The bilateral contracts mean that each party takes on an obligation action usually by promising the other something. Most contracts are bilateral. For examples, David promises to sell the house and John to buy it. Case Carlil v Carbolic Smoke Ball Co (1893)

BY contrast, a unilateral contract arises where only one party assumes an obligation under the contract. See Case Great Northern Railway Co v Witham (1873) The common example for unilateral contract is that between estate agents and people trying to sell their houses. That is the seller promise to pay a specific percentage of the house price to the estate agents if the house is sold, but the estate agents if is not required to promise to sell the house.  (Edexcel/BTEC 2004)


(ii) Express and implied contract


Express contracts is specially mentioned and agreed by both parties at the time of contract expressed by verbally, either orally or in writing.

Also, express breach occurs, where one of the parties declares, before the due date for performance, that they have no intention of carrying out their contractual obligations.

Hochster v De La Tour (1853) For example, in April, De La tour employed Hochster to act as a travel courier on his European tour, stating on 1 June.  On 11 may De La Tour wrote to Hochster stating he would no longer be needed his services. Hochster started proceedings on 22 May. The defendant claimed there would be no cause of action until 1 June. (ACCA F4, 2009)


Implied contracts has not be mentioned by either party will nonetheless be included in the contract often the contract doesn’t make commercial sense without that term. Implied breach occurs where one of the parties does something which makes subsequent performance of their contractual undertaking impossible. Omnium D’Enterprises v Sutherland (1919) for example, the defendant had agreed to hire a ship to the claimant but before the hire period was to commence, he actually sold the ship to someone else. (ACCA F4, 2009)



(iii)  Void and Voidable contracts


Void contract is not an actual contract at all. The parties are not bound by the void contract and if they transfer property under it they can recover their goods from a third party unless it is also illegal contract.

 For example, Anne sells furniture to Bill, who then sells them to Cathy. But Bills fails to pay Anne for the furniture and disappear without any notice. In this situation, Anne can explain that he was genuinely mistaken to identity of Bill and recover the furniture, which were subject to the original contract from Cathy. Furthermore, the law takes a view that is there is no original contract between Anne and Bill and no effect. Therefore, Cathy was an innocent third party acting in good faith, has to return the furniture to Anne and either the loss or find and sue Bill.

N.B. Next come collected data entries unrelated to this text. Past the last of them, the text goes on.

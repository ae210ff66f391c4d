//! Records jobs that exhausted their retries.
//!
//! The queue fabric hands every terminal failure to the recorder before it
//! publishes the outcome or prunes history, so the write does not depend on
//! any subscriber keeping up or on the worker that ran the job. Failed jobs a
//! crash left without a record are swept up by [`DeadLetterRecorder::reconcile`]
//! on start.

use chrono::Utc;
use std::sync::Arc;
use tracing::{info, warn};

use crate::error::StoreError;
use crate::model::{DeadLetter, Job, JobState, Notification, NotificationKind};
use crate::observability::dispatch_metrics;
use crate::store::Store;

#[derive(Clone)]
pub struct DeadLetterRecorder {
    store: Arc<dyn Store>,
}

impl DeadLetterRecorder {
    pub fn new(store: Arc<dyn Store>) -> Self {
        Self { store }
    }

    /// Returns true when this call wrote a new dead letter.
    ///
    /// Only terminal failures on the final attempt qualify. Repeats for the
    /// same job are no-ops.
    pub async fn record(&self, job: &Job, error: &str) -> Result<bool, StoreError> {
        if job.state != JobState::Failed || !job.is_exhausted() {
            return Ok(false);
        }

        let dead_letter = DeadLetter {
            job_id: job.id.clone(),
            agent: job.queue.clone(),
            job_type: job.job_type.clone(),
            payload: job.payload.clone(),
            attempts_made: job.attempts_made,
            error: error.to_string(),
            failed_at: job.updated_at,
        };
        if !self.store.record_dead_letter(&dead_letter).await? {
            return Ok(false);
        }

        dispatch_metrics().record_dead_letter();
        warn!(
            job_id = %job.id,
            agent = %job.queue,
            job_type = %job.job_type,
            attempts = job.attempts_made,
            error = %error,
            "Job dead-lettered"
        );

        let notification = Notification {
            kind: NotificationKind::DeadLetter,
            agent: Some(job.queue.clone()),
            title: format!("{} job {} failed permanently", job.queue, job.job_type),
            body: format!("after {} attempts: {}", job.attempts_made, error),
            created_at: Utc::now(),
        };
        if let Err(e) = self.store.record_notification(&notification).await {
            warn!(job_id = %job.id, error = %e, "Could not persist dead-letter notification");
        }
        Ok(true)
    }

    /// Write the dead letters missing for `agent`'s exhausted failed jobs.
    pub async fn reconcile(&self, agent: &str) -> Result<usize, StoreError> {
        let mut written = 0;
        for job in self.store.missing_dead_letters(agent).await? {
            let error = job.last_error.as_deref().unwrap_or("unknown error");
            if self.record(&job, error).await? {
                written += 1;
            }
        }
        if written > 0 {
            info!(agent, written, "Reconciled missing dead letters");
        }
        Ok(written)
    }
}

Voidable contract mean, a contract which one party avoid, that is terminating at his option. Property transferred before avoidance is usually irrecoverable from a third party. Also, mistake, misrepresentation, duress or undue influence may render a contract voidable.

For example Anne sells computer to Bill on 5th July. On 9th Bill sells that to Cathy. On 11th, it is discovered that Bill had made a misrepresentation in the original contract between Anne and Bill and Anne seeks to recover the goods. In this case, given these dates, computer has been sold on to Cathy before Anne tries to avoid the original contract, and at the time bill sells computer. Therefore, Anne cannot recover the computer from Bill. On the other hand, Bill had not sold the computer to Cathy until July 13, which is after Anne seeks to avoid the contract with Bill, that original contract has already been avoided, and Bill would not be able to pass computer to pass good title on to Cathy.



(1a) East Midlands Airways’ Airbus

A contract is an agreement that is legally binding upon the parties to do it. (ACCA F4, 2009) The law of contract is mainly about the enforcement of promises. The elements that are needed to form a valid contract are follows:

·         Agreement – offer and acceptance

·         Consideration

·         Intention to create legal relations

·         Capacity and legality


In this case study, East midlands Airways (EMA) advertised for airbus 321 based on the principles of an invitation to treat not an offer. Although rather an evidence that the EMA may wish to either accept or reject any offer. An invitation to treat is an indication that someone is prepared to the other party to make an offer. (Edexcel/BTEC 2004) It is not an offer and cannot be accepted to form of a valid contract. The types of an invitation to treat are advertisement, exhibition of goods for sale such as shop window and shelves displays, auction sales and tenders. Therefore, this airbus advertisement is an attempt to induce offers that classified as an invitation to treat. See case Patridge v Crittenden (1968)

According to the case study, Phil (the offeror) the chief executive of Zulu Aviation Ltd made the offer with offeree EMA’s managing director Joseph. In relation to the contract law, an offer is a definite and unequivocal statement of willingness to be bound on specified terms without further negotiations. An offer can be in any form such as oral, writing or conducts and an offer can be made to a particular person, to a class of persons or even to the world. Carlill v carbolic smoke ball co (1893)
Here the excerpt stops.